→ **EXERCISE**
Say how many lines in the entries below have the word "Display" in them, giving only the number.

→ **DATASET CONTENT**
________________________________________

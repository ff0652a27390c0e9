//! Repository trait for catalog data access.

use crate::domain::catalog_query::BookQuery;
use crate::domain::entities::{Book, BookId};
use crate::error::AppError;
use async_trait::async_trait;

/// Read-only access to the catalog store.
///
/// Implementations must apply the category filter, then the ordering from
/// [`BookQuery`] (ties broken by ascending book id), then offset/limit.
///
/// # Implementations
///
/// - [`crate::infrastructure::persistence::PgBookRepository`] - PostgreSQL implementation
/// - [`crate::infrastructure::persistence::MemoryBookRepository`] - In-process implementation
/// - Test mocks available with `cfg(test)`
#[cfg_attr(test, mockall::automock)]
#[async_trait]
pub trait BookRepository: Send + Sync {
    /// Returns one page of books matching `query`.
    ///
    /// A page past the end of the data is empty, not an error.
    ///
    /// # Errors
    ///
    /// Returns [`AppError::Internal`] on database errors.
    async fn list(&self, query: &BookQuery) -> Result<Vec<Book>, AppError>;

    /// Finds a book by id.
    ///
    /// # Errors
    ///
    /// Returns [`AppError::Internal`] on database errors.
    async fn find_by_id(&self, book_id: BookId) -> Result<Option<Book>, AppError>;

    /// Lists distinct categories, ordered case-insensitively.
    ///
    /// # Errors
    ///
    /// Returns [`AppError::Internal`] on database errors.
    async fn categories(&self) -> Result<Vec<String>, AppError>;

    /// Counts books, optionally filtered by category (case-insensitive).
    ///
    /// # Errors
    ///
    /// Returns [`AppError::Internal`] on database errors.
    async fn count(&self, category: Option<String>) -> Result<i64, AppError>;
}
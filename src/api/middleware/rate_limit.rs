//! Rate limiting middleware using token bucket algorithm.

use governor::clock::QuantaInstant;
use governor::middleware::NoOpMiddleware;
use std::sync::Arc;
use tower_governor::{
    GovernorLayer,
    governor::GovernorConfigBuilder,
    key_extractor::{KeyExtractor, PeerIpKeyExtractor, SmartIpKeyExtractor},
};

/// Replenish rate per client, in requests per second.
const PER_SECOND: u64 = 10;

/// Bucket size per client.
const BURST_SIZE: u32 = 100;

/// Creates a per-client rate limiter.
///
/// # Limits
///
/// - **Rate**: 10 requests per second
/// - **Burst**: 100 requests
///
/// Requests exceeding the limit receive `429 Too Many Requests`.
///
/// # Key Extraction
///
/// The client key comes from `key_extractor`; see [`peer_ip`] and
/// [`forwarded_ip`].
///
/// # Example
///
/// ```rust,ignore
/// let app = Router::new()
///     .route("/books", get(list_books_handler))
///     .layer(rate_limit::layer(rate_limit::peer_ip()));
/// ```
pub fn layer<K: KeyExtractor>(
    key_extractor: K,
) -> GovernorLayer<K, NoOpMiddleware<QuantaInstant>, axum::body::Body> {
    let governor_conf = Arc::new(
        GovernorConfigBuilder::default()
            .key_extractor(key_extractor)
            .per_second(PER_SECOND)
            .burst_size(BURST_SIZE)
            .finish()
            .expect("rate limit constants are non-zero"),
    );

    GovernorLayer::new(governor_conf)
}

/// Keys clients by the socket peer address.
pub fn peer_ip() -> PeerIpKeyExtractor {
    PeerIpKeyExtractor
}

/// Keys clients by `X-Forwarded-For` / `X-Real-IP` / `Forwarded`, falling
/// back to the peer address. Only for deployments behind a trusted proxy.
pub fn forwarded_ip() -> SmartIpKeyExtractor {
    SmartIpKeyExtractor
}
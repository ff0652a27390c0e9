//! Business logic services for the application layer.

pub mod cart_service;
pub mod catalog_service;

pub use cart_service::CartService;
pub use catalog_service::CatalogService;
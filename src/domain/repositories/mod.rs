//! Repository trait definitions for the domain layer.
//!
//! These traits abstract the two external collaborators of the service:
//! the catalog store and the session-scoped cart storage. Implementations
//! live in `crate::infrastructure`.
//!
//! # Available Repositories
//!
//! - [`BookRepository`] - Read-only catalog queries
//! - [`CartStorage`] - Per-session cart blobs
//!
//! Mock implementations are generated via `mockall` for unit tests.

pub mod book_repository;
pub mod cart_storage;

pub use book_repository::BookRepository;
pub use cart_storage::{CartStorage, CartStorageError, CartStorageResult};

#[cfg(test)]
pub use book_repository::MockBookRepository;
#[cfg(test)]
pub use cart_storage::MockCartStorage;
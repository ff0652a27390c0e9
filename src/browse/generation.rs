//! Request-generation counter for discarding stale responses.

use std::sync::Arc;
use std::sync::atomic::{AtomicU64, Ordering};

/// Stamp carried by one issued request.
#[derive(Debug, Clone, Copy, PartialEq, Eq, PartialOrd, Ord, Hash)]
pub struct Generation(u64);

impl Generation {
    pub fn value(self) -> u64 {
        self.0
    }
}

/// Monotonic counter shared by everything that issues catalog requests for
/// one view. Only the most recently issued generation is current.
#[derive(Debug, Clone, Default)]
pub struct RequestGeneration {
    latest: Arc<AtomicU64>,
}

impl RequestGeneration {
    pub fn new() -> Self {
        Self::default()
    }

    /// Issues a new generation, superseding every earlier one.
    pub fn next(&self) -> Generation {
        Generation(self.latest.fetch_add(1, Ordering::AcqRel) + 1)
    }

    pub fn latest(&self) -> Generation {
        Generation(self.latest.load(Ordering::Acquire))
    }

    /// Returns true if no newer generation has been issued since `generation`.
    pub fn is_current(&self, generation: Generation) -> bool {
        self.latest() == generation
    }
}
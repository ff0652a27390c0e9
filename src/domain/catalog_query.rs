//! Catalog query parameters with lenient parsing and documented defaults.

use std::fmt;

/// Default page number (1-based).
pub const DEFAULT_PAGE: u32 = 1;

/// Default number of books per page.
pub const DEFAULT_PAGE_SIZE: u32 = 5;

/// Column a catalog page is ordered by.
#[derive(Debug, Clone, Copy, PartialEq, Eq, Default)]
pub enum SortField {
    #[default]
    Title,
    Price,
}

impl SortField {
    /// Parses a sort field name, ignoring case. Returns `None` for unknown names.
    pub fn parse(value: &str) -> Option<Self> {
        match value.trim().to_ascii_lowercase().as_str() {
            "title" => Some(Self::Title),
            "price" => Some(Self::Price),
            _ => None,
        }
    }

    /// SQL column backing this field.
    pub fn column(self) -> &'static str {
        match self {
            Self::Title => "title",
            Self::Price => "price",
        }
    }

    /// SQL expression used in `ORDER BY`. Titles compare case-insensitively.
    pub fn order_expr(self) -> &'static str {
        match self {
            Self::Title => "LOWER(title)",
            Self::Price => "price",
        }
    }
}

impl fmt::Display for SortField {
    fn fmt(&self, f: &mut fmt::Formatter<'_>) -> fmt::Result {
        f.write_str(self.column())
    }
}

/// Sort direction.
#[derive(Debug, Clone, Copy, PartialEq, Eq, Default)]
pub enum SortOrder {
    #[default]
    Asc,
    Desc,
}

impl SortOrder {
    /// Parses `asc`/`desc` ignoring case; anything else is ascending.
    pub fn parse_lenient(value: &str) -> Self {
        if value.trim().eq_ignore_ascii_case("desc") {
            Self::Desc
        } else {
            Self::Asc
        }
    }

    pub fn toggled(self) -> Self {
        match self {
            Self::Asc => Self::Desc,
            Self::Desc => Self::Asc,
        }
    }

    pub fn as_sql(self) -> &'static str {
        match self {
            Self::Asc => "ASC",
            Self::Desc => "DESC",
        }
    }
}

impl fmt::Display for SortOrder {
    fn fmt(&self, f: &mut fmt::Formatter<'_>) -> fmt::Result {
        match self {
            Self::Asc => f.write_str("asc"),
            Self::Desc => f.write_str("desc"),
        }
    }
}

/// One catalog page request.
///
/// | field        | default  |
/// |--------------|----------|
/// | `page`       | 1        |
/// | `page_size`  | 5        |
/// | `sort_field` | title    |
/// | `sort_order` | asc      |
/// | `category`   | none     |
///
/// The category filter is compared case-insensitively for exact equality.
#[derive(Debug, Clone, PartialEq, Eq)]
pub struct BookQuery {
    pub page: u32,
    pub page_size: u32,
    pub sort_field: SortField,
    pub sort_order: SortOrder,
    pub category: Option<String>,
}

impl Default for BookQuery {
    fn default() -> Self {
        Self {
            page: DEFAULT_PAGE,
            page_size: DEFAULT_PAGE_SIZE,
            sort_field: SortField::Title,
            sort_order: SortOrder::Asc,
            category: None,
        }
    }
}

impl BookQuery {
    pub fn new(page: u32, page_size: u32) -> Self {
        Self {
            page: page.max(1),
            page_size: if page_size == 0 {
                DEFAULT_PAGE_SIZE
            } else {
                page_size
            },
            ..Self::default()
        }
    }

    /// Applies raw `sort`/`order` strings.
    ///
    /// An unrecognized sort field resets ordering to title ascending,
    /// whatever `order` says.
    pub fn with_sort(mut self, sort: Option<&str>, order: Option<&str>) -> Self {
        let order = order.map(SortOrder::parse_lenient).unwrap_or_default();

        match sort {
            None => {
                self.sort_field = SortField::Title;
                self.sort_order = order;
            }
            Some(raw) => match SortField::parse(raw) {
                Some(field) => {
                    self.sort_field = field;
                    self.sort_order = order;
                }
                None => {
                    self.sort_field = SortField::Title;
                    self.sort_order = SortOrder::Asc;
                }
            },
        }

        self
    }

    pub fn with_sort_field(mut self, field: SortField, order: SortOrder) -> Self {
        self.sort_field = field;
        self.sort_order = order;
        self
    }

    /// Sets the category filter. Blank values clear it.
    pub fn with_category(mut self, category: Option<&str>) -> Self {
        self.category = category
            .map(str::trim)
            .filter(|c| !c.is_empty())
            .map(str::to_string);
        self
    }

    /// Number of records skipped before this page.
    pub fn offset(&self) -> i64 {
        (i64::from(self.page.max(1)) - 1) * i64::from(self.page_size)
    }

    pub fn limit(&self) -> i64 {
        i64::from(self.page_size)
    }
}
#![allow(dead_code)]

use axum::{Router, routing::get};
use axum_test::TestServer;
use bookstore::api::handlers::health_handler;
use bookstore::domain::entities::{Book, BookId};
use bookstore::domain::repositories::CartStorage;
use bookstore::infrastructure::persistence::MemoryBookRepository;
use bookstore::infrastructure::session::MemoryCartStorage;
use bookstore::routes::api_router;
use bookstore::state::AppState;
use rust_decimal::Decimal;
use sqlx::PgPool;
use std::sync::Arc;

pub const SESSION: &str = "test-session-0000000001";
pub const OTHER_SESSION: &str = "test-session-0000000002";

pub fn book(id: BookId, title: &str, cents: i64, category: &str) -> Book {
    Book::new(
        id,
        title.to_string(),
        format!("Author {id}"),
        "Test Press".to_string(),
        format!("978-0-00-000{id:03}-0"),
        "PZ".to_string(),
        category.to_string(),
        100 + id as i32,
        Decimal::new(cents, 2),
    )
}

/// A(10.00, Fiction), B(20.00, Fiction), C(15.00, Drama) plus a few more
/// titles so that paging has something to split.
pub fn sample_books() -> Vec<Book> {
    vec![
        book(1, "A", 1000, "Fiction"),
        book(2, "B", 2000, "Fiction"),
        book(3, "C", 1500, "Drama"),
        book(4, "d", 500, "Poetry"),
        book(5, "E", 2500, "fiction"),
        book(6, "F", 1200, "Drama"),
        book(7, "g", 800, "Poetry"),
    ]
}

pub fn create_test_state(storage: Arc<dyn CartStorage>) -> AppState {
    AppState::new(
        Arc::new(MemoryBookRepository::new(sample_books())),
        storage,
        10,
    )
}

pub fn create_test_app(storage: Arc<dyn CartStorage>) -> Router {
    Router::new()
        .route("/health", get(health_handler))
        .nest("/api", api_router())
        .with_state(create_test_state(storage))
}

pub fn create_test_server() -> TestServer {
    TestServer::new(create_test_app(Arc::new(MemoryCartStorage::new()))).unwrap()
}

pub async fn insert_book(pool: &PgPool, title: &str, price: Decimal, category: &str) -> BookId {
    sqlx::query_scalar(
        r#"
        INSERT INTO books (title, author, publisher, isbn, classification, category, page_count, price)
        VALUES ($1, 'Author', 'Publisher', 'isbn', 'Classification', $2, 100, $3)
        RETURNING book_id
        "#,
    )
    .bind(title)
    .bind(category)
    .bind(price)
    .fetch_one(pool)
    .await
    .unwrap()
}
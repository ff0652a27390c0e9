//! Cart entities: line items and the per-session collection.

use rust_decimal::Decimal;
use serde::{Deserialize, Serialize};

use super::book::{Book, BookId};

/// A book placed in a cart together with its quantity.
///
/// The book fields are a copy taken when the item was added, so later
/// catalog edits do not reach carts that already hold the book.
#[derive(Debug, Clone, PartialEq, Eq, Serialize, Deserialize)]
pub struct CartItem {
    #[serde(flatten)]
    pub book: Book,
    pub quantity: u32,
}

impl CartItem {
    /// Creates a line item with quantity 1.
    pub fn new(book: Book) -> Self {
        Self { book, quantity: 1 }
    }

    pub fn book_id(&self) -> BookId {
        self.book.book_id
    }

    /// Price multiplied by quantity.
    pub fn subtotal(&self) -> Decimal {
        self.book.price * Decimal::from(self.quantity)
    }
}

/// Reasons a persisted cart blob is rejected.
#[derive(Debug, thiserror::Error)]
pub enum CartBlobError {
    #[error("malformed cart blob: {0}")]
    Malformed(#[from] serde_json::Error),

    #[error("book {0} appears more than once")]
    DuplicateBook(BookId),

    #[error("book {0} has a non-positive quantity")]
    InvalidQuantity(BookId),

    #[error("book {0} has a negative price")]
    NegativePrice(BookId),
}

/// Ordered cart contents, keyed by book id.
///
/// Holds at most one [`CartItem`] per book and never stores a quantity
/// below 1. Serializes as a plain JSON array of items; deserialization
/// rejects arrays that break either rule or carry a negative price.
#[derive(Debug, Clone, Default, PartialEq, Eq, Serialize, Deserialize)]
#[serde(into = "Vec<CartItem>", try_from = "Vec<CartItem>")]
pub struct CartCollection {
    items: Vec<CartItem>,
}

impl CartCollection {
    pub fn new() -> Self {
        Self::default()
    }

    /// Parses a persisted blob, enforcing the collection invariants.
    pub fn from_blob(blob: &str) -> Result<Self, CartBlobError> {
        let items: Vec<CartItem> = serde_json::from_str(blob)?;
        Self::try_from(items)
    }

    /// Serializes the collection for persistence.
    pub fn to_blob(&self) -> Result<String, serde_json::Error> {
        serde_json::to_string(&self.items)
    }

    pub fn items(&self) -> &[CartItem] {
        &self.items
    }

    pub fn get(&self, book_id: BookId) -> Option<&CartItem> {
        self.items.iter().find(|item| item.book_id() == book_id)
    }

    pub fn len(&self) -> usize {
        self.items.len()
    }

    pub fn is_empty(&self) -> bool {
        self.items.is_empty()
    }

    /// Adds one copy of `book`: bumps the quantity of an existing line or
    /// appends a new line with quantity 1.
    pub fn add(&mut self, book: &Book) {
        match self.items.iter_mut().find(|item| item.book_id() == book.book_id) {
            Some(item) => item.quantity = item.quantity.saturating_add(1),
            None => self.items.push(CartItem::new(book.clone())),
        }
    }

    /// Removes the line for `book_id`. Returns whether a line was removed.
    pub fn remove(&mut self, book_id: BookId) -> bool {
        let before = self.items.len();
        self.items.retain(|item| item.book_id() != book_id);
        self.items.len() != before
    }

    /// Sets the quantity for `book_id`; a quantity of zero or less removes the line.
    ///
    /// Returns whether the collection changed. Unknown ids are ignored.
    /// Quantities above `u32::MAX` are stored as `u32::MAX`.
    pub fn set_quantity(&mut self, book_id: BookId, quantity: i64) -> bool {
        if quantity <= 0 {
            return self.remove(book_id);
        }

        let quantity = u32::try_from(quantity).unwrap_or(u32::MAX);
        match self.items.iter_mut().find(|item| item.book_id() == book_id) {
            Some(item) if item.quantity != quantity => {
                item.quantity = quantity;
                true
            }
            _ => false,
        }
    }

    pub fn clear(&mut self) {
        self.items.clear();
    }

    /// Sum of quantities across all lines.
    pub fn total_items(&self) -> u64 {
        self.items.iter().map(|item| u64::from(item.quantity)).sum()
    }

    /// Sum of price × quantity across all lines, in exact decimal arithmetic.
    pub fn total_price(&self) -> Decimal {
        self.items.iter().map(CartItem::subtotal).sum()
    }
}

impl TryFrom<Vec<CartItem>> for CartCollection {
    type Error = CartBlobError;

    fn try_from(items: Vec<CartItem>) -> Result<Self, Self::Error> {
        for (index, item) in items.iter().enumerate() {
            if item.quantity == 0 {
                return Err(CartBlobError::InvalidQuantity(item.book_id()));
            }
            if item.book.price < Decimal::ZERO {
                return Err(CartBlobError::NegativePrice(item.book_id()));
            }
            if items[..index]
                .iter()
                .any(|seen| seen.book_id() == item.book_id())
            {
                return Err(CartBlobError::DuplicateBook(item.book_id()));
            }
        }

        Ok(Self { items })
    }
}

impl From<CartCollection> for Vec<CartItem> {
    fn from(collection: CartCollection) -> Self {
        collection.items
    }
}
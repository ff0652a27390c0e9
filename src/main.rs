use anyhow::Result;
use bookstore::{config, server};
use tracing_subscriber::EnvFilter;

#[tokio::main]
async fn main() -> Result<()> {
    dotenvy::dotenv().ok();

    let config = config::load_from_env()?;

    init_tracing(&config.log_level, &config.log_format);
    config.print_summary();

    server::run(config).await
}

fn init_tracing(log_level: &str, log_format: &str) {
    let filter = EnvFilter::try_new(log_level).unwrap_or_else(|_| EnvFilter::new("info"));

    let builder = tracing_subscriber::fmt().with_env_filter(filter);

    if log_format == "json" {
        builder.json().init();
    } else {
        builder.init();
    }
}
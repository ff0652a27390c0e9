//! Shared state injected into every handler.

use std::sync::Arc;

use crate::application::services::{CartService, CatalogService};
use crate::domain::repositories::{BookRepository, CartStorage};

/// Cloned per request by axum; every field is cheap to clone.
#[derive(Clone)]
pub struct AppState {
    pub catalog_service: Arc<CatalogService>,
    pub cart_service: Arc<CartService>,
    /// Upper bound applied to the `pageSize` query parameter.
    pub max_page_size: u32,
}

impl AppState {
    /// Wires both services over the given backends.
    pub fn new(
        books: Arc<dyn BookRepository>,
        cart_storage: Arc<dyn CartStorage>,
        max_page_size: u32,
    ) -> Self {
        Self {
            catalog_service: Arc::new(CatalogService::new(books.clone())),
            cart_service: Arc::new(CartService::new(cart_storage, books)),
            max_page_size,
        }
    }
}
//! Catalog query service.

use std::sync::Arc;

use crate::domain::catalog_query::BookQuery;
use crate::domain::entities::{Book, BookId};
use crate::domain::repositories::BookRepository;
use crate::error::AppError;
use serde_json::json;
use tracing::debug;

/// Read-only access to the book catalog.
///
/// Each call issues exactly one repository query; nothing is cached
/// between calls.
pub struct CatalogService {
    repository: Arc<dyn BookRepository>,
}

impl CatalogService {
    /// Creates a new catalog service.
    pub fn new(repository: Arc<dyn BookRepository>) -> Self {
        Self { repository }
    }

    /// Returns one page of books matching `query`.
    ///
    /// Pages past the end of the result set are empty, not an error.
    ///
    /// # Errors
    ///
    /// Returns [`AppError::Internal`] if the catalog store fails.
    pub async fn list_books(&self, query: BookQuery) -> Result<Vec<Book>, AppError> {
        debug!(
            page = query.page,
            page_size = query.page_size,
            sort = %query.sort_field,
            order = %query.sort_order,
            category = query.category.as_deref(),
            "Listing books"
        );

        let books = self.repository.list(&query).await?;

        metrics::counter!(
            "catalog_queries_total",
            "filtered" => if query.category.is_some() { "true" } else { "false" }
        )
        .increment(1);

        Ok(books)
    }

    /// Retrieves a single book by id.
    ///
    /// # Errors
    ///
    /// Returns [`AppError::NotFound`] if no book has this id.
    pub async fn get_book(&self, book_id: BookId) -> Result<Book, AppError> {
        self.repository
            .find_by_id(book_id)
            .await?
            .ok_or_else(|| AppError::not_found("Book not found", json!({ "book_id": book_id })))
    }

    /// Distinct non-empty categories, ordered case-insensitively.
    pub async fn list_categories(&self) -> Result<Vec<String>, AppError> {
        self.repository.categories().await
    }

    /// Number of books, optionally within one category.
    pub async fn count_books(&self, category: Option<String>) -> Result<i64, AppError> {
        self.repository.count(category).await
    }
}
//! Helper functions shared by the HTTP layer and the admin CLI.
//!
//! - [`session_id`] - Cart session id generation and header extraction

pub mod session_id;
//! API route configuration.

use crate::api::handlers::{
    add_cart_item_handler, categories_handler, clear_cart_handler, create_session_handler,
    get_book_handler, get_cart_handler, list_books_handler, remove_cart_item_handler,
    update_cart_item_handler,
};
use crate::state::AppState;
use axum::{
    Router,
    routing::{delete, get, post},
};

/// Catalog routes. Read-only and open to anonymous clients.
///
/// # Endpoints
///
/// - `GET /books`        - One page of books (`page`, `pageSize`, `sort`, `order`, `category`)
/// - `GET /books/{id}`   - A single book
/// - `GET /categories`   - Distinct categories
pub fn catalog_routes() -> Router<AppState> {
    Router::new()
        .route("/books", get(list_books_handler))
        .route("/books/{id}", get(get_book_handler))
        .route("/categories", get(categories_handler))
}

/// Session and cart routes. Cart endpoints require `X-Session-Id`.
///
/// # Endpoints
///
/// - `POST   /session`              - Issue a new session id
/// - `GET    /cart`                 - Current cart with totals
/// - `DELETE /cart`                 - Empty the cart
/// - `POST   /cart/items`           - Add one copy of a book
/// - `PATCH  /cart/items/{bookId}`  - Set a line's quantity
/// - `DELETE /cart/items/{bookId}`  - Remove a line
pub fn cart_routes() -> Router<AppState> {
    Router::new()
        .route("/session", post(create_session_handler))
        .route("/cart", get(get_cart_handler).delete(clear_cart_handler))
        .route("/cart/items", post(add_cart_item_handler))
        .route(
            "/cart/items/{book_id}",
            delete(remove_cart_item_handler).patch(update_cart_item_handler),
        )
}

________________________________________

→ **RESULT FOR THIS EXERCISE**
2